## Work request
Would you give the entries below again in full, exactly as they stand?

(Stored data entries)

• • • • • • •

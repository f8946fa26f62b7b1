//! Retry with randomized exponential backoff.
//!
//! All three remote services (embedding, completion, search) are called
//! synchronously; transient failures are retried here with jittered
//! delays so concurrent callers do not hammer a recovering provider in
//! lockstep.

use std::time::Duration;

use rand::Rng;

/// Configuration for retry behavior with exponential backoff.
#[derive(Debug, Clone)]
pub struct RetryConfig {
    /// Maximum number of attempts (including the initial attempt).
    pub max_attempts: u32,
    /// Initial delay between retries.
    pub initial_delay: Duration,
    /// Maximum delay cap.
    pub max_delay: Duration,
    /// Multiplier for exponential backoff (2.0 doubles delay each retry).
    pub backoff_multiplier: f64,
    /// Jitter factor (0.0-1.0) applied symmetrically around the delay.
    pub jitter_factor: f64,
}

impl Default for RetryConfig {
    fn default() -> Self {
        Self {
            max_attempts: 3,
            initial_delay: Duration::from_millis(100),
            max_delay: Duration::from_secs(10),
            backoff_multiplier: 2.0,
            jitter_factor: 0.2,
        }
    }
}

impl RetryConfig {
    /// Config for pure embedding calls, which tolerate a longer budget
    /// before the deterministic fallback takes over.
    pub fn embedding() -> Self {
        Self {
            max_attempts: 6,
            initial_delay: Duration::from_millis(200),
            max_delay: Duration::from_secs(30),
            backoff_multiplier: 2.0,
            jitter_factor: 0.2,
        }
    }

    /// Config for completion calls embedded in the authoring pipeline;
    /// fewer attempts because the caller is interactive.
    pub fn completion() -> Self {
        Self {
            max_attempts: 3,
            initial_delay: Duration::from_millis(250),
            max_delay: Duration::from_secs(5),
            backoff_multiplier: 2.0,
            jitter_factor: 0.2,
        }
    }

    /// Calculate the delay for a given attempt number (0-indexed).
    pub fn delay_for_attempt(&self, attempt: u32) -> Duration {
        let base_delay =
            self.initial_delay.as_secs_f64() * self.backoff_multiplier.powi(attempt as i32);
        let capped_delay = base_delay.min(self.max_delay.as_secs_f64());

        let jitter = if self.jitter_factor > 0.0 {
            let jitter_range = capped_delay * self.jitter_factor;
            let offset: f64 = rand::rng().random_range(-1.0..=1.0);
            jitter_range * offset
        } else {
            0.0
        };

        Duration::from_secs_f64((capped_delay + jitter).max(0.0))
    }
}

/// Execute a fallible operation with retry logic, with a condition for
/// retrying. Non-retryable errors (validation, config) return
/// immediately regardless of remaining attempts.
pub fn with_retry_if<T, E, F, C>(
    config: &RetryConfig,
    mut operation: F,
    should_retry: C,
) -> std::result::Result<T, E>
where
    F: FnMut() -> std::result::Result<T, E>,
    C: Fn(&E) -> bool,
{
    let attempts = config.max_attempts.max(1);
    let mut last_error = None;

    for attempt in 0..attempts {
        match operation() {
            Ok(value) => return Ok(value),
            Err(e) => {
                if !should_retry(&e) || attempt + 1 >= attempts {
                    return Err(e);
                }
                last_error = Some(e);
                let delay = config.delay_for_attempt(attempt);
                std::thread::sleep(delay);
            }
        }
    }

    Err(last_error.expect("at least one attempt should have been made"))
}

• • • • • • •

## Solution to this exercise
repository f8946fa26f62b7b1
//! Retry with randomized exponential backoff.
//!
//! All three remote services (embedding, completion, search) are called
//! synchronously; transient failures are retried here with jittered
//! delays so concurrent callers do not hammer a recovering provider in
//! lockstep.

use std::time::Duration;

use rand::Rng;

/// Configuration for retry behavior with exponential backoff.
#[derive(Debug, Clone)]
pub struct RetryConfig {
    /// Maximum number of attempts (including the initial attempt).
    pub max_attempts: u32,
    /// Initial delay between retries.
    pub initial_delay: Duration,
    /// Maximum delay cap.
    pub max_delay: Duration,
    /// Multiplier for exponential backoff (2.0 doubles delay each retry).
    pub backoff_multiplier: f64,
    /// Jitter factor (0.0-1.0) applied symmetrically around the delay.
    pub jitter_factor: f64,
}

impl Default for RetryConfig {
    fn default() -> Self {
        Self {
            max_attempts: 3,
            initial_delay: Duration::from_millis(100),
            max_delay: Duration::from_secs(10),
            backoff_multiplier: 2.0,
            jitter_factor: 0.2,
        }
    }
}

impl RetryConfig {
    /// Config for pure embedding calls, which tolerate a longer budget
    /// before the deterministic fallback takes over.
    pub fn embedding() -> Self {
        Self {
            max_attempts: 6,
            initial_delay: Duration::from_millis(200),
            max_delay: Duration::from_secs(30),
            backoff_multiplier: 2.0,
            jitter_factor: 0.2,
        }
    }

    /// Config for completion calls embedded in the authoring pipeline;
    /// fewer attempts because the caller is interactive.
    pub fn completion() -> Self {
        Self {
            max_attempts: 3,
            initial_delay: Duration::from_millis(250),
            max_delay: Duration::from_secs(5),
            backoff_multiplier: 2.0,
            jitter_factor: 0.2,
        }
    }

    /// Calculate the delay for a given attempt number (0-indexed).
    pub fn delay_for_attempt(&self, attempt: u32) -> Duration {
        let base_delay =
            self.initial_delay.as_secs_f64() * self.backoff_multiplier.powi(attempt as i32);
        let capped_delay = base_delay.min(self.max_delay.as_secs_f64());

        let jitter = if self.jitter_factor > 0.0 {
            let jitter_range = capped_delay * self.jitter_factor;
            let offset: f64 = rand::rng().random_range(-1.0..=1.0);
            jitter_range * offset
        } else {
            0.0
        };

        Duration::from_secs_f64((capped_delay + jitter).max(0.0))
    }
}

/// Execute a fallible operation with retry logic, with a condition for
/// retrying. Non-retryable errors (validation, config) return
/// immediately regardless of remaining attempts.
pub fn with_retry_if<T, E, F, C>(
    config: &RetryConfig,
    mut operation: F,
    should_retry: C,
) -> std::result::Result<T, E>
where
    F: FnMut() -> std::result::Result<T, E>,
    C: Fn(&E) -> bool,
{
    let attempts = config.max_attempts.max(1);
    let mut last_error = None;

    for attempt in 0..attempts {
        match operation() {
            Ok(value) => return Ok(value),
            Err(e) => {
                if !should_retry(&e) || attempt + 1 >= attempts {
                    return Err(e);
                }
                last_error = Some(e);
                let delay = config.delay_for_attempt(attempt);
                std::thread::sleep(delay);
            }
        }
    }

    Err(last_error.expect("at least one attempt should have been made"))
}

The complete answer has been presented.